Furthermore, in modern times, even the general rule denying compensation to inmates has come under attack in that “[hjowever little value one may assign to the rights of a prisoner during his confinement, one should never forget that, in most instances, he will not always be a prisoner, and the permanent partial or total disability which he acquires in prison will create the same social problem after he returns to civil life as it would if the injury occurred while he was free.” Larson, supra, Section 47.31(e), at 8-307 to 8-308; see, also, Morales v. Worker’s Comp. Appeals Bd. (1986), 186 Cal. App. 3d 283, 230 Cal. Rptr. 575.

However, the majority opinion herein expands the discussion to include an analysis of constitutional equal protection, asserting that a classification based on wealth is “constitutionally suspect,” an assertion that would require a strict scrutiny analysis. Initially, I would refrain from such constitutional discussion in that the failure to raise- at the trial court level the issue of constitutionality of a statute or its application, which issue is apparent at the time of trial, constitutes a waiver of such issue and a deviation from this state’s orderly procedure and, therefore, need not be heard for the first time on appeal. State v. Awan (1986), 22 Ohio St. 3d 120, 22 OBR 199, 489 N.E. 2d 277, syllabus; Clarington v. Althan (1930), 122 Ohio St. 608, 10 Ohio Law Abs. 414, 174 N.E. 251. Unlike the cases cited by the opinion, see, e.g., Meyer, supra, appellant herein did not raise the equal protection issue below and thereby arguably waived its consideration.

Moreover, none of the cases cited in the majority opinion for the proposition that a classification based on wealth is per se constitutionally suspect, Walker, supra; Jackson, supra; Williams, supra; supports a conclusion of per se unconstitutionality. Rather, it is clear under these authorities that a classification based on wealth is not inherently constitutionally suspect. San Antonio Independent School Dist. v. Rodriguez (1973), 411 U.S. 1. The Supreme Court of the United States has not held that fines must be structured to reflect each person’s ability to pay in order to avoid disproportionate burdens, and sentencing judges may consider the defendant’s ability to pay, but in such circumstances are guided by sound judicial discretion rather than by constitutional mandate. Id. at 22. In the case at bar, there has been no evidence adduced regarding appellant’s ability to pay the fine. Indeed, appellant’s affidavit suggests that he could have chosen alternative employment in order to secure the necessary funds.

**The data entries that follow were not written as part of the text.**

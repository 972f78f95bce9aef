//! Tiered electricity cost and power alert evaluation.
//!
//! Everything here is a pure function of its inputs: no I/O, no state kept
//! between calls. The monitoring service calls into it once per refresh.

pub mod alerts;
pub mod error;
pub mod reading;
pub mod relative_time;
pub mod settings;
pub mod tariff;
pub mod thresholds;
pub mod validation;

pub use alerts::{evaluate_alerts, AlertCode, AlertEvaluator, AlertEvent, AlertReport, Severity};
pub use error::{EvaluatorError, Result};
pub use reading::{total_power, RoomReading};
pub use relative_time::{relative_time, relative_time_in, Locale};
pub use settings::{EmailSettings, Settings};
pub use tariff::{
    calculate_band_usage, calculate_tier_cost, project_monthly_kwh, CostBreakdown, TierLimits,
    TierSchedule, VatRate, MAX_BILLABLE_SUBTOTAL, MONTH_PROJECTION_DAYS, TIER_COUNT,
};
pub use thresholds::{RoomThresholds, ThresholdPair};
pub use validation::{
    validate_room_thresholds, validate_threshold_pair, validate_tier_schedule, validate_vat,
};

Additionally, I would emphasize that the Attorney General’s opinion cited in the majority opinion for the holding that courts have a mandatory duty to obtain workers’ compensation coverage, 1982 Ohio Atty. Gen. Ops. No. 82-045, only states that a county may contract with the Industrial Commission pursuant to R.C. 4123.03 to provide workers’ compensation coverage for juvenile offenders participating in a county-operated rehabilitation program. Notwithstanding this, in that I agree that there remains a genuine issue of material fact with respect to the absence or presence of an expess or implied contract of hire, I concur in the reversal of the entry of summary judgment herein.